La gente normal y corriente, me refiero a esa gente de carne y hueso que se levanta para trabajar porque lo necesita, que no invierte en bolsa y que friega los platos a diario porque no tiene friegaplatos, que paga puntualmente las cuotas de la hipoteca, del coche o la lavadora; esa gente que hace economías cada mes para que llegue el sueldo, que todo le ha costado el doble —o el triple— de esfuerzo, que cualquier triunfo sabe a conquista, y a la que un puñado de euros puede desestabilizar o desahogar; ese segmento de la clase media tirando a baja, que es la inmensa mayoría de esta nación y a través de la cual se mide la prosperidad, gente empobrecida y encogida que ha visto esquilmadas sus posibilidades, mermado su poder adquisitivo de manera voraz últimamente, porque con esta crisis enquistada que nunca dejamos atrás, quien más ha sufrido ha sido ella, precisamente esa gente que no tiene asistenta —o criada, como se decía antiguamente— doméstica para quitar el polvo, limpiar y hacer las compras o cocinar. Ah, qué fácil es apelar al compromiso populista desde la comodidad de los salones, dándose golpes en el pecho.
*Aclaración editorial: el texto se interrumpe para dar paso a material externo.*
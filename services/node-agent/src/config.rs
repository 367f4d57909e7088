//! Agent identity and enrollment state.
//!
//! Bootstrap settings (control plane URL, data directory, desired role)
//! come from the environment. Enrollment state (request id, enrollment
//! secret, node id, API key) is learned over the wire and persisted to
//! `<data_dir>/agent-state.json` so a restart doesn't re-enroll.

use std::path::{Path, PathBuf};

use anyhow::{Context, Result};
use serde::{Deserialize, Serialize};

/// The overlay role a node plays: hub (control-plane-capable) or worker.
/// Duplicated from the control plane's own `NodeRole` rather than shared,
/// since the two services don't otherwise share a types crate.
#[derive(Debug, Clone, Copy, PartialEq, Eq, Serialize, Deserialize)]
#[serde(rename_all = "snake_case")]
pub enum NodeRole {
    Hub,
    Worker,
}

impl std::str::FromStr for NodeRole {
    type Err = anyhow::Error;

    fn from_str(s: &str) -> Result<Self> {
        match s {
            "hub" => Ok(NodeRole::Hub),
            "worker" => Ok(NodeRole::Worker),
            other => anyhow::bail!("unknown node role: {other}"),
        }
    }
}

/// Enrollment state learned from the control plane, persisted across
/// restarts. `None` fields mean "not yet enrolled" / "not yet approved".
#[derive(Debug, Clone, Default, Serialize, Deserialize)]
pub struct EnrollmentState {
    pub request_id: Option<i64>,
    pub enrollment_secret: Option<String>,
    pub node_id: Option<i64>,
    pub api_key: Option<String>,
}

impl EnrollmentState {
    /// A request has been submitted but not yet approved.
    pub fn has_pending_enrollment(&self) -> bool {
        self.request_id.is_some() && self.api_key.is_none()
    }

    /// Approved and holding a live API key.
    pub fn is_enrolled(&self) -> bool {
        self.node_id.is_some() && self.api_key.is_some()
    }
}

/// Node agent configuration: bootstrap settings plus whatever enrollment
/// state has been persisted so far.
#[derive(Debug, Clone)]
pub struct Config {
    pub control_plane_url: String,
    pub data_dir: PathBuf,
    pub hostname: String,
    pub provider: String,
    pub os: String,
    pub desired_role: NodeRole,
    pub heartbeat_interval_secs: u64,
    pub log_level: String,
    pub enrollment: EnrollmentState,
}

impl Config {
    fn state_path(data_dir: &Path) -> PathBuf {
        data_dir.join("agent-state.json")
    }

    /// Load bootstrap settings from the environment and enrollment state
    /// from disk, if any was persisted by a previous run.
    pub fn from_env() -> Result<Self> {
        let control_plane_url = std::env::var("GLUON_CONTROL_PLANE_URL")
            .unwrap_or_else(|_| "http://127.0.0.1:8080".to_string());

        let data_dir = PathBuf::from(
            std::env::var("GLUON_DATA_DIR").unwrap_or_else(|_| "/var/lib/gluon".to_string()),
        );

        let hostname = match std::env::var("GLUON_HOSTNAME") {
            Ok(h) => h,
            Err(_) => probe_hostname()?,
        };

        let provider = std::env::var("GLUON_PROVIDER").unwrap_or_else(|_| "unknown".to_string());

        let os = match std::env::var("GLUON_OS") {
            Ok(o) => o,
            Err(_) => probe_os(),
        };

        let desired_role: NodeRole = std::env::var("GLUON_DESIRED_ROLE")
            .unwrap_or_else(|_| "worker".to_string())
            .parse()?;

        let heartbeat_interval_secs = std::env::var("GLUON_HEARTBEAT_INTERVAL_SECS")
            .ok()
            .and_then(|s| s.parse().ok())
            .unwrap_or(10);

        let log_level = std::env::var("GLUON_LOG_LEVEL").unwrap_or_else(|_| "info".to_string());

        let enrollment = load_enrollment_state(&data_dir)?;

        Ok(Self {
            control_plane_url,
            data_dir,
            hostname,
            provider,
            os,
            desired_role,
            heartbeat_interval_secs,
            log_level,
            enrollment,
        })
    }

    /// Persist the current enrollment state, replacing whatever was there.
    /// Writes to a temp file in the same directory and renames over the
    /// target so a crash mid-write never leaves a truncated state file.
    pub fn save_enrollment(&self) -> Result<()> {
        std::fs::create_dir_all(&self.data_dir)
            .with_context(|| format!("creating data dir {}", self.data_dir.display()))?;

        let path = Self::state_path(&self.data_dir);
        let tmp_path = path.with_extension("json.tmp");
        let body = serde_json::to_vec_pretty(&self.enrollment)?;
        std::fs::write(&tmp_path, body)
            .with_context(|| format!("writing {}", tmp_path.display()))?;
        std::fs::rename(&tmp_path, &path)
            .with_context(|| format!("renaming into place {}", path.display()))?;
        Ok(())
    }
}

fn load_enrollment_state(data_dir: &Path) -> Result<EnrollmentState> {
    let path = Config::state_path(data_dir);
    match std::fs::read(&path) {
        Ok(bytes) => Ok(serde_json::from_slice(&bytes).unwrap_or_default()),
        Err(e) if e.kind() == std::io::ErrorKind::NotFound => Ok(EnrollmentState::default()),
        Err(e) => Err(e).with_context(|| format!("reading {}", path.display())),
    }
}

fn probe_hostname() -> Result<String> {
    let output = std::process::Command::new("hostname")
        .arg("-f")
        .output()
        .context("running hostname -f")?;
    let name = String::from_utf8_lossy(&output.stdout).trim().to_string();
    if name.is_empty() {
        anyhow::bail!("hostname -f returned an empty name");
    }
    Ok(name)
}

fn probe_os() -> String {
    std::process::Command::new("lsb_release")
        .arg("-sd")
        .output()
        .ok()
        .map(|o| String::from_utf8_lossy(&o.stdout).trim().trim_matches('"').to_string())
        .filter(|s| !s.is_empty())
        .unwrap_or_else(|| "linux".to_string())
}

#[cfg(test)]
mod tests {
    use super::*;

    #[test]
    fn enrollment_state_transitions() {
        let mut state = EnrollmentState::default();
        assert!(!state.has_pending_enrollment());
        assert!(!state.is_enrolled());

        state.request_id = Some(1);
        state.enrollment_secret = Some("es_abc".into());
        assert!(state.has_pending_enrollment());
        assert!(!state.is_enrolled());

        state.node_id = Some(42);
        state.api_key = Some("key_abc".into());
        assert!(!state.has_pending_enrollment());
        assert!(state.is_enrolled());
    }

    #[test]
    fn node_role_parses_wire_strings() {
        assert_eq!("hub".parse::<NodeRole>().unwrap(), NodeRole::Hub);
        assert_eq!("worker".parse::<NodeRole>().unwrap(), NodeRole::Worker);
        assert!("control-plane".parse::<NodeRole>().is_err());
    }

    #[test]
    fn save_and_reload_round_trips_enrollment_state() {
        let dir = tempfile::tempdir().unwrap();
        let cfg = Config {
            control_plane_url: "http://example".into(),
            data_dir: dir.path().to_path_buf(),
            hostname: "h".into(),
            provider: "p".into(),
            os: "o".into(),
            desired_role: NodeRole::Worker,
            heartbeat_interval_secs: 10,
            log_level: "info".into(),
            enrollment: EnrollmentState {
                request_id: Some(7),
                enrollment_secret: Some("es".into()),
                node_id: None,
                api_key: None,
            },
        };
        cfg.save_enrollment().unwrap();

        let reloaded = load_enrollment_state(&cfg.data_dir).unwrap();
        assert_eq!(reloaded.request_id, Some(7));
        assert_eq!(reloaded.enrollment_secret.as_deref(), Some("es"));
    }
}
No me extraña este tiempo de desafección política. Los valores andan por los suelos, pero me refiero a las personas. Más que la quiebra de ideales utópicos, lo que siempre fallan son las personas, teniendo en cuenta —que no es poco— que vivimos en una suerte de Segunda Restauración, y leemos los paralelismos en obras como Misericordia, de don Benito Pérez Galdós, esa gran novela española de desilusión y esperanza, en medio de miserias y lodo. Pero será una cualidad innata de este país, habituado al desagradecimiento y al que todo nos lo deban. O a la decepción. De hecho, no sorprende a nadie que hayamos caído tan bajo. Y esta vez no habrá palabritas que lo endulcen. En teoría, frente a esas estructuras inamovibles que acusan al sistema de corrupto, brilla la roña de los individuos que no revierten las inercias, las situaciones hostiles y contrarias a lo que predican, y que por arte de birlibirloque se convierten en humo. Aquí no ha pasado nada. Quién no podría nombrar un caso ahora mismo, ponerlo encima de la mesa... Así que sí, qué fácil es hablar y decir palabras bonitas, pero qué difícil cumplir. Para acabar, no quiero parecer pesimista, pero tampoco crear falsas expectativas. Como tanta gente normal y corriente, esa a la que me he referido, ya no me creo nada y —lo peor— ya no espero nada. Por lo tanto, si me toca la lotería, pues bienvenida sea.